WHAT YOU NEED TO DO: Check each line of the data below for the word "classGrade". How many lines have it? Answer with the number alone.

=== Begin Enclosure ===

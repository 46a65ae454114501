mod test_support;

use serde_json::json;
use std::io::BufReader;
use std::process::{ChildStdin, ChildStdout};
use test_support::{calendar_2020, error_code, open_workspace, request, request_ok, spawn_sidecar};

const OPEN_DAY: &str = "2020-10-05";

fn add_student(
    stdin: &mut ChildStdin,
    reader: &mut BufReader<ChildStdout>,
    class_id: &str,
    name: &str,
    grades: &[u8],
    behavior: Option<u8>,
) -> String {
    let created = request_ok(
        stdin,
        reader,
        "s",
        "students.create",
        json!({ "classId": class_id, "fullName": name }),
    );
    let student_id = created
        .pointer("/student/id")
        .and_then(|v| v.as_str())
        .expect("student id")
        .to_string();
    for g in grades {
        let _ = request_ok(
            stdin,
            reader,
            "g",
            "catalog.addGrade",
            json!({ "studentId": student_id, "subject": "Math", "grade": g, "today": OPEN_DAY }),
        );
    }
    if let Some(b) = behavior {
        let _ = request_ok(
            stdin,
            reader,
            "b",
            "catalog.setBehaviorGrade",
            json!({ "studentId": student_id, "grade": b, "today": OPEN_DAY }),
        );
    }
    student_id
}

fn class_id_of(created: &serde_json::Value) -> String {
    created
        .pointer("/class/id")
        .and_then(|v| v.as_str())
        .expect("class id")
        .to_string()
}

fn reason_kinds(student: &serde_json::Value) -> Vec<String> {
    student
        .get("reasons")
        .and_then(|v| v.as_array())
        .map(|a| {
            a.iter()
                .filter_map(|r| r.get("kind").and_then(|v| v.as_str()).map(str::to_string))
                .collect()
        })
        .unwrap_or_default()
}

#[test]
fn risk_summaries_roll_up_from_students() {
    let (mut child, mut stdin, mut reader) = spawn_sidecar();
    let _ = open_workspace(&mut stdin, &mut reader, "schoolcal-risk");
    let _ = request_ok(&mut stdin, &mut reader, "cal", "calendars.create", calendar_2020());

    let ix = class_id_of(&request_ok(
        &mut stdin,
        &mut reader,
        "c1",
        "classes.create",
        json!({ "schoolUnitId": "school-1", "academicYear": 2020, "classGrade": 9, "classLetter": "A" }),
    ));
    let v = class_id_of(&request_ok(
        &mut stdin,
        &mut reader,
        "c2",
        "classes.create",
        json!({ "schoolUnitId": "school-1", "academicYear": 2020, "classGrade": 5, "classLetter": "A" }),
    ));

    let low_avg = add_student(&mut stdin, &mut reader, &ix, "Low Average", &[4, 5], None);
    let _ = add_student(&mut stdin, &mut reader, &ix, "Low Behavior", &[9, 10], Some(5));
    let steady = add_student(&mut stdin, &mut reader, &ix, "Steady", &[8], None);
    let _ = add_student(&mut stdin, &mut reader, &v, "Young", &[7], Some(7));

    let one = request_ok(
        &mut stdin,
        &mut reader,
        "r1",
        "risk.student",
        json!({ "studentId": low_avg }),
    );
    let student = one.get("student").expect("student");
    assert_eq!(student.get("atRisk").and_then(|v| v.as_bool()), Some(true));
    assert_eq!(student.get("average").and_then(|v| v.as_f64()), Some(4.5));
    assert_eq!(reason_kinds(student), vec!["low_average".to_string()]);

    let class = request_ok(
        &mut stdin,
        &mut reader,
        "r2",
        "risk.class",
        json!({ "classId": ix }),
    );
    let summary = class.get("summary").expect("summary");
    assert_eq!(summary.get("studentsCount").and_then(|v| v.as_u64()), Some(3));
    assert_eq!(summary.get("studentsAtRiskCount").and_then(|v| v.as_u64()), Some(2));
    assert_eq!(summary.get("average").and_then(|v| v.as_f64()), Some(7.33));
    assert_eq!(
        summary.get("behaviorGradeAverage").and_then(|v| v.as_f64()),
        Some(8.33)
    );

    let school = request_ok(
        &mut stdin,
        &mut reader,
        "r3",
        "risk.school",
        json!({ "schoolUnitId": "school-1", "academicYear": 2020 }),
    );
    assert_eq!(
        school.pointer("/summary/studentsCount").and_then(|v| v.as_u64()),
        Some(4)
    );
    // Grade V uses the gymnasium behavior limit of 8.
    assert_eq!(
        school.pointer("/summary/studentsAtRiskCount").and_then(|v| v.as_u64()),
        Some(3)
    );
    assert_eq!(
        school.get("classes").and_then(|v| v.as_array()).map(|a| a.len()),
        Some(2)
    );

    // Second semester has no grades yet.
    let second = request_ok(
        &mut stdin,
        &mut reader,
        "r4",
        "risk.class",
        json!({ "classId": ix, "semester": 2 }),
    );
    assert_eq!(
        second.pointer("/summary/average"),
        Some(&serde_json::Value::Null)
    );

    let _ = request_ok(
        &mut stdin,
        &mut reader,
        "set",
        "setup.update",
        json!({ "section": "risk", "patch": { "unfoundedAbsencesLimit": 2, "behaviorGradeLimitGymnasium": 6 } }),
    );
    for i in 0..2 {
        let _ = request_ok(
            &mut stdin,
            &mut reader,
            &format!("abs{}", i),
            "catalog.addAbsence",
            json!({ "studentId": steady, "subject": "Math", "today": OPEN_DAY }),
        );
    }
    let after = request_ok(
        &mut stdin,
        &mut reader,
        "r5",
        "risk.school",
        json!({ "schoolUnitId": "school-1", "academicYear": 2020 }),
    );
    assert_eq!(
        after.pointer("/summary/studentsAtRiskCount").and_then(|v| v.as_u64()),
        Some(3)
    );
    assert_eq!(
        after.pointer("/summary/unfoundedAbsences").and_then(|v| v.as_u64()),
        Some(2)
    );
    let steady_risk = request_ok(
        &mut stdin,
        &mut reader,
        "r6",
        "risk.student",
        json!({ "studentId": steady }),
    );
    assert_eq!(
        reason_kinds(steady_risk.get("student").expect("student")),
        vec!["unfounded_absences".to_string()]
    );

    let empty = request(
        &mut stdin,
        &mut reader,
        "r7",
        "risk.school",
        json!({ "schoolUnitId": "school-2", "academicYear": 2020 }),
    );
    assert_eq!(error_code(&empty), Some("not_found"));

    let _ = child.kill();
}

=== End Enclosure ===
=== Begin Enclosure ===

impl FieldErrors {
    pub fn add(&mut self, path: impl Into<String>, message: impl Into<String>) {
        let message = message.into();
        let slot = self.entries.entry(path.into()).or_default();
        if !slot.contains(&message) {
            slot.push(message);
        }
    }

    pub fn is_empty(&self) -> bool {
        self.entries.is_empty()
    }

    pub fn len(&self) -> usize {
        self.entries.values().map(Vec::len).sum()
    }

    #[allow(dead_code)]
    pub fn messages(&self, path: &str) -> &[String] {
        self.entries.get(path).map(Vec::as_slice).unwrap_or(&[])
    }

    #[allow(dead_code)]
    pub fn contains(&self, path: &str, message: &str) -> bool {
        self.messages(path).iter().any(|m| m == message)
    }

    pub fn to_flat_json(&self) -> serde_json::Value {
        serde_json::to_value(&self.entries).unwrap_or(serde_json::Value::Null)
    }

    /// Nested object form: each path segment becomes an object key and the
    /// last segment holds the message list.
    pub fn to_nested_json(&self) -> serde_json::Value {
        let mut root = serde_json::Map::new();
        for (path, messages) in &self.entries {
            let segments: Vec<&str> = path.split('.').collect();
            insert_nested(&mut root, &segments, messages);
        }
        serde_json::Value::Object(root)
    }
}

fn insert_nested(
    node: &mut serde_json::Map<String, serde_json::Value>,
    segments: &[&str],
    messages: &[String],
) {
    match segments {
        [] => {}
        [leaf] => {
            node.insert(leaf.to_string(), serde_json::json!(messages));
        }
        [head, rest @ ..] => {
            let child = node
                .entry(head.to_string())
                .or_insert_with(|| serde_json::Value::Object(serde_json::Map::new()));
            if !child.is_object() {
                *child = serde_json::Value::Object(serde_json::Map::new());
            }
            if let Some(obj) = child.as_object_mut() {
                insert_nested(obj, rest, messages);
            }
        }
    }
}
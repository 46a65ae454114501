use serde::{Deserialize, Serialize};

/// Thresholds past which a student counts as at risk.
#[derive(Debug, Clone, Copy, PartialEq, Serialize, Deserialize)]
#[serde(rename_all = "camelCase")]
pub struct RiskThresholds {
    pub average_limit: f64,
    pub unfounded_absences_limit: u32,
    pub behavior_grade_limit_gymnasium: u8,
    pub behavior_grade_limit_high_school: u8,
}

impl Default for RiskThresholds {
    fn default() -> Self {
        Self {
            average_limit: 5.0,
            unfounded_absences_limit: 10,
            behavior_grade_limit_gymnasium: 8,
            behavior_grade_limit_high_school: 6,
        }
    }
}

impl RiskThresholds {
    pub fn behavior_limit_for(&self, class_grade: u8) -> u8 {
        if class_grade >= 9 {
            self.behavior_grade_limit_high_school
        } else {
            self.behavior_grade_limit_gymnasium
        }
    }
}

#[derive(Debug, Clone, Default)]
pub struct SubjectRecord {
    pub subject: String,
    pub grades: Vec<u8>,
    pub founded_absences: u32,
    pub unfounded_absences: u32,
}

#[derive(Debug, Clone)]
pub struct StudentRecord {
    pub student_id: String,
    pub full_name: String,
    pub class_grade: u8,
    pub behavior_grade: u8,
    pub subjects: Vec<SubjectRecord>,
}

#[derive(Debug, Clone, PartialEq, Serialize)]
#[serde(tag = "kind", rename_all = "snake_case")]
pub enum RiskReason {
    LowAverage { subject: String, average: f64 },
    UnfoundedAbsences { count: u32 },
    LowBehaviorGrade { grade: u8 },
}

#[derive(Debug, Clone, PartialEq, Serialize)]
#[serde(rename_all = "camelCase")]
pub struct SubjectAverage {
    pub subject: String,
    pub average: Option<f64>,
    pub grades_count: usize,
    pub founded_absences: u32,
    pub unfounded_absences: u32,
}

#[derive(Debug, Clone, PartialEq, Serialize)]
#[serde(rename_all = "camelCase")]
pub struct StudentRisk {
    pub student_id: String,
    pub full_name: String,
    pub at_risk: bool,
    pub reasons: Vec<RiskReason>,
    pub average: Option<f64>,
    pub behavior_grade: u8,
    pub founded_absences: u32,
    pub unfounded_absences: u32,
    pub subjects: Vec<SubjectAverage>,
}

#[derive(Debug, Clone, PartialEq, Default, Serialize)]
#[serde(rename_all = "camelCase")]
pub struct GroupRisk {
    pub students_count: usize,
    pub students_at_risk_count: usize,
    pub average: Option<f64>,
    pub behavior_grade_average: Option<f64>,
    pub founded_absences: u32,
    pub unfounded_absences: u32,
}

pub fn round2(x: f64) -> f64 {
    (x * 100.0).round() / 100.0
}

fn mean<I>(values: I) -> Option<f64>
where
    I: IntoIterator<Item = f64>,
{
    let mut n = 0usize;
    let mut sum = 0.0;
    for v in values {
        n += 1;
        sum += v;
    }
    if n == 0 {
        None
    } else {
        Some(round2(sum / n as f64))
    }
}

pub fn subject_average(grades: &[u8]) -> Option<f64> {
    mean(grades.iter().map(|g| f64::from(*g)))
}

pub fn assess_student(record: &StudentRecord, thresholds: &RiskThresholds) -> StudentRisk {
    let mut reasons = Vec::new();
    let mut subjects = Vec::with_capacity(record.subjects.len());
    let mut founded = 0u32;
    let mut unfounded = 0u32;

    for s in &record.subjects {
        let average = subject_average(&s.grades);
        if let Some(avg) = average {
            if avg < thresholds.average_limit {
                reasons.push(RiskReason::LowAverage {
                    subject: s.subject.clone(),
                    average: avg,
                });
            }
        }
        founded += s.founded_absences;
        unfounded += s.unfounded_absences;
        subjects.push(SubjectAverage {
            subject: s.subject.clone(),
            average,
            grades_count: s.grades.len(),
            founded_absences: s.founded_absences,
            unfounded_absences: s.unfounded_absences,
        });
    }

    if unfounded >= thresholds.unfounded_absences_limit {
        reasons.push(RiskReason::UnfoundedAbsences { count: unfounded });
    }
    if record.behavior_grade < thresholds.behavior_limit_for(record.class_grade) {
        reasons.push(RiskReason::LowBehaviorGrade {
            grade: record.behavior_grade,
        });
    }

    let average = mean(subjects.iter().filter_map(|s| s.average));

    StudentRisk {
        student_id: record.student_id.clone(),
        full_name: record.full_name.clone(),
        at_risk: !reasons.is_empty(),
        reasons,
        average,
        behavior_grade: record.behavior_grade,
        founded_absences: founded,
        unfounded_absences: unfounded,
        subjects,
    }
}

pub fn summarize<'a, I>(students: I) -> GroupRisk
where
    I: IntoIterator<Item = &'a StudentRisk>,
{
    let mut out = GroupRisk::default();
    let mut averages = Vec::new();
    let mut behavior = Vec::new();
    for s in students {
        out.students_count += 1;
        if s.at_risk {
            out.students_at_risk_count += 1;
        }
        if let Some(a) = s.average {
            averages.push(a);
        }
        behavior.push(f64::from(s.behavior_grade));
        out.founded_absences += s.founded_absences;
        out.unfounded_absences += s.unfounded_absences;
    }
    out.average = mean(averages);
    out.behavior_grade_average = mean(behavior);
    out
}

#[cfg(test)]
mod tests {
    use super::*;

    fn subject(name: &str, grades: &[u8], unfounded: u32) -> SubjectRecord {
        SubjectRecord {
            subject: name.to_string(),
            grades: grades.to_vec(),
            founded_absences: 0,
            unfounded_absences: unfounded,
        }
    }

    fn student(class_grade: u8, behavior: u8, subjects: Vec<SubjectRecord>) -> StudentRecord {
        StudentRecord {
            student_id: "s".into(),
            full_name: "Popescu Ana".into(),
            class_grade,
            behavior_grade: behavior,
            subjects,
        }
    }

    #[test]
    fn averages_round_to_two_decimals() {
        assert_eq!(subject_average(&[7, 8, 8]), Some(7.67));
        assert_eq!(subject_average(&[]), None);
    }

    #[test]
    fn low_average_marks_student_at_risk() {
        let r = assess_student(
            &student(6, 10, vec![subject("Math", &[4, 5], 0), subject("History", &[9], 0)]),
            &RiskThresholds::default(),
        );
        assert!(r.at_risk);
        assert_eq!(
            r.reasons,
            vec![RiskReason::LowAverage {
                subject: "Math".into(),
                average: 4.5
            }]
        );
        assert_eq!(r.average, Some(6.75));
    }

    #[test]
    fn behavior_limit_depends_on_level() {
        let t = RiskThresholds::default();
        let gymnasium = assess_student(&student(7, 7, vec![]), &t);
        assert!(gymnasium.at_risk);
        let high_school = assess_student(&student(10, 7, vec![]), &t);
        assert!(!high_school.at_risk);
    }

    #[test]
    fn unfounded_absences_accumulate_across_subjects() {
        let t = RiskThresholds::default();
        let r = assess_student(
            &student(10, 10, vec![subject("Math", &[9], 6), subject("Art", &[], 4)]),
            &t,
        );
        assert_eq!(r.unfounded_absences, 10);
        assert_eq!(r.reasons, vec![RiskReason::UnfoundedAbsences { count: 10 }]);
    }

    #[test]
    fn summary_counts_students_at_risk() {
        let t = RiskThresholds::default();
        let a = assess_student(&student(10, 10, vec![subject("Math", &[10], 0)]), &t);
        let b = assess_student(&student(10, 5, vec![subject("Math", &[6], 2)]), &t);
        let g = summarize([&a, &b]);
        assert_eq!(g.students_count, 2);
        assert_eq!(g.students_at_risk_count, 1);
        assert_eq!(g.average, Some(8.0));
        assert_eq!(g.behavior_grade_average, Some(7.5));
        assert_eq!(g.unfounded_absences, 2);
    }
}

=== End Enclosure ===

EXERCISE SOLUTION: 2